The Identity Crisis of Software Engineering in the AI Era: Some Engineers Become 'Lazy' and Rely on AI to Generate Code, Comments, and Documentation
The identity crisis of software engineering in the AI era: some engineers have become 'lazy', relying on AI to generate code, comments, and documentation, with almost no manual testing or deep thinking; 'craftsmen' bear a heavy review burden, struggling to cope with low-quality pull requests, and may eventually also turn to a lazy mode.
This 'class differentiation' is particularly evident in some companies, where AI tools lower the entry threshold but also amplify the asymmetry of responsibility, with craftsmen becoming the actual gatekeepers, while the lazy disguise productivity through AI.
Not all companies are like this; many mature large enterprises have achieved real productivity improvements through correct practices and high talent density.
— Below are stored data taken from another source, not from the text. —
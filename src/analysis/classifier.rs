use std::collections::BTreeSet;

use regex::Regex;
use strum::IntoEnumIterator;
use strum_macros::{Display, EnumIter};

use crate::models::card::CardSnapshot;

/// Functional roles a card can be heuristically tagged with. Tags are not exclusive.
#[derive(Debug, Clone, Copy, PartialEq, Eq, PartialOrd, Ord, Hash, Display, EnumIter)]
pub enum RoleTag {
    Draw,
    Ramp,
    SingleTargetRemoval,
    MassRemoval,
    Counterspell,
    TokenGenerator,
    Recursion,
}

const DRAW_PHRASES: &[&str] = &[
    "draw a card",
    "you may draw",
    "then draw",
    "draw two",
    "draw x",
    "investigate",
];

const RAMP_PHRASES: &[&str] = &[
    "add {",
    "add one mana",
    "add two mana",
    "add three mana",
    "add an amount of mana",
    "search your library for a land",
    "create a treasure",
    "mana pool",
    "untap target land",
    "put a land card",
];

const SINGLE_TARGET_REMOVAL_PHRASES: &[&str] = &[
    "destroy target",
    "exile target",
    "damage to target",
    "fight target creature",
    "choose one or both",
];

const MASS_REMOVAL_PHRASES: &[&str] = &[
    "each creature",
    "all creatures",
    "all permanents",
    "destroy all",
    "exile all",
    "sacrifice all",
    "each opponent sacrifices",
];

const COUNTERSPELL_PHRASES: &[&str] = &["counter target", "unless its controller pays"];

const TOKEN_PHRASES: &[&str] = &["create a", "create a copy of", "token"];

const RECURSION_PHRASES: &[&str] = &[
    "return target",
    "from your graveyard",
    "escape",
    "retrace",
    "unearth",
    "eternalize",
    "disturb",
    "embalm",
    "delve",
    "undying",
    "persist",
];

impl RoleTag {
    /// Lower-case trigger phrases; any one of them tags the card.
    pub fn phrases(&self) -> &'static [&'static str] {
        match self {
            RoleTag::Draw => DRAW_PHRASES,
            RoleTag::Ramp => RAMP_PHRASES,
            RoleTag::SingleTargetRemoval => SINGLE_TARGET_REMOVAL_PHRASES,
            RoleTag::MassRemoval => MASS_REMOVAL_PHRASES,
            RoleTag::Counterspell => COUNTERSPELL_PHRASES,
            RoleTag::TokenGenerator => TOKEN_PHRASES,
            RoleTag::Recursion => RECURSION_PHRASES,
        }
    }
}

/// Whole-word, case-insensitive matcher: `mana` matches "mana-cost" but not "manacost".
/// Compile once and reuse; see the land patterns in `models::card`.
#[derive(Debug, Clone)]
pub struct WordPattern(Regex);

impl WordPattern {
    pub fn new(word: &str) -> Result<Self, regex::Error> {
        Regex::new(&format!(r"(?i)\b{}\b", regex::escape(word))).map(WordPattern)
    }

    pub fn is_match(&self, text: &str) -> bool {
        self.0.is_match(text)
    }
}

/// Plain substring test; callers lower-case both sides.
pub fn contains_any_phrase(text: &str, phrases: &[&str]) -> bool {
    phrases.iter().any(|phrase| text.contains(phrase))
}

pub fn classify(oracle_text: &str) -> BTreeSet<RoleTag> {
    let text = oracle_text.to_lowercase();
    RoleTag::iter()
        .filter(|tag| contains_any_phrase(&text, tag.phrases()))
        .collect()
}

/// Role tags for a card; lands never count as ramp.
pub fn classify_card(card: &CardSnapshot) -> BTreeSet<RoleTag> {
    let mut tags = classify(&card.oracle_text);
    if card.is_land {
        tags.remove(&RoleTag::Ramp);
    }
    tags
}

#[cfg(test)]
mod tests {
    use super::*;

    fn word_match(text: &str, word: &str) -> bool {
        WordPattern::new(word).unwrap().is_match(text)
    }

    #[test]
    fn test_word_match() {
        assert!(!word_match("The manacost is high", "mana"));
        assert!(word_match("Add one mana of any color", "mana"));
        assert!(word_match("Add One Mana of any color", "mana"));
        assert!(word_match("Check the mana-cost here", "mana"));
    }

    #[test]
    fn test_word_match_escapes_pattern() {
        assert!(word_match("pay {1} more", "1"));
        assert!(!word_match("a.b", "a*b"));
    }

    #[test]
    fn test_word_pattern_is_reusable() {
        let land = WordPattern::new("land").unwrap();
        assert!(land.is_match("Basic Land — Forest"));
        assert!(land.is_match("Artifact Land"));
        assert!(!land.is_match("Landfall"));
        assert!(!land.is_match("Creature — Elf"));
    }

    #[test]
    fn test_contains_any_phrase_is_case_sensitive() {
        assert!(contains_any_phrase(
            "draw a card and you may draw two",
            &["counter target", "draw a card"]
        ));
        assert!(!contains_any_phrase("Destroy target creature", &["destroy target creature"]));
        assert!(contains_any_phrase("Destroy target creature", &["Destroy target creature"]));
        assert!(contains_any_phrase("Destroy target creature", &["target creature", "random"]));
        assert!(!contains_any_phrase("Destroy target creature", &["destroy Target creature"]));
    }

    #[test]
    fn test_single_phrase_tags_only_its_role() {
        // Phrases chosen so they do not also trigger a sibling role.
        let samples = [
            (RoleTag::Draw, "Then Draw two."),
            (RoleTag::Ramp, "{T}: ADD {G}."),
            (RoleTag::SingleTargetRemoval, "Destroy Target artifact."),
            (RoleTag::MassRemoval, "Destroy All nonland permanents."),
            (RoleTag::Counterspell, "Counter Target spell."),
            (RoleTag::TokenGenerator, "Populate. The copy is a Token."),
            (RoleTag::Recursion, "Unearth {1}{R}"),
        ];

        for (expected, text) in samples {
            let tags = classify(text);
            assert!(tags.contains(&expected), "{text:?} should be {expected}");
            for other in RoleTag::iter().filter(|tag| *tag != expected) {
                assert!(!tags.contains(&other), "{text:?} should not be {other}");
            }
        }
    }

    #[test]
    fn test_every_listed_phrase_triggers_its_role() {
        for tag in RoleTag::iter() {
            for phrase in tag.phrases() {
                assert!(
                    classify(&phrase.to_uppercase()).contains(&tag),
                    "{phrase:?} should trigger {tag}"
                );
            }
        }
    }

    #[test]
    fn test_tags_accumulate_independently() {
        let tags = classify("Destroy target creature. Create a 1/1 white Soldier creature token.");
        assert!(tags.contains(&RoleTag::SingleTargetRemoval));
        assert!(tags.contains(&RoleTag::TokenGenerator));

        let wrath = classify("Destroy all creatures. Exile target card from a graveyard.");
        assert!(wrath.contains(&RoleTag::MassRemoval));
        assert!(wrath.contains(&RoleTag::SingleTargetRemoval));
    }

    #[test]
    fn test_empty_text_has_no_roles() {
        assert!(classify("").is_empty());
    }

    #[test]
    fn test_lands_are_never_ramp() {
        let land = CardSnapshot::from_catalog("Forest", 0.0, "Basic Land — Forest", "", "({T}: Add {G}.)");
        assert!(classify(&land.oracle_text).contains(&RoleTag::Ramp));
        assert!(!classify_card(&land).contains(&RoleTag::Ramp));

        let elf = CardSnapshot::from_catalog(
            "Llanowar Elves",
            1.0,
            "Creature — Elf Druid",
            "{G}",
            "{T}: Add {G}.",
        );
        assert!(classify_card(&elf).contains(&RoleTag::Ramp));
    }
}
However, this phenomenon is widespread, highlighting the impact of AI on engineering culture and team trust.
ABAB AI Insight
Deedy's described phenomenon reflects the rapid shift of AI code tools from auxiliary to dominant roles, similar to the restructuring of developer roles after the popularity of GitHub Copilot, with increased burdens on craftsmen coexisting with speculation from the lazy.
In terms of capital pathways, companies tend to reward visible outputs, allowing the lazy to profit in the short term, but the long-term accumulation of technical debt will force organizations to revalue code quality and review culture, with funding shifting towards engineering practices that can balance AI efficiency and human oversight.
Similar to the differentiation between artisans and machine operators during the Industrial Revolution, current software engineering is at a critical window of transformation from manual coding to AI-enhanced collaboration, and the identity crisis is an inevitable growing pain.
Essentially, this is about technological substitution and capital concentration; AI lowers the coding threshold but amplifies review costs, shifting pricing power from individual productivity to team trust and engineering culture, with long-term outcomes determined by organizations that can maintain high-quality output.
ABAB News · Cognitive Law
AI is an efficiency lever and a responsibility diluter, with lazy speculation and craftsmen under pressure; there must be warnings before cultural collapse.
Code review is the last line of defense, trust is the foundation of collaboration, and the quality of engineering in the AI era depends on human-machine collaborative design.
Software is not a mass-produced product; the spirit of craftsmanship is the core competitive advantage, and pricing power is determined by teams that can balance speed and quality.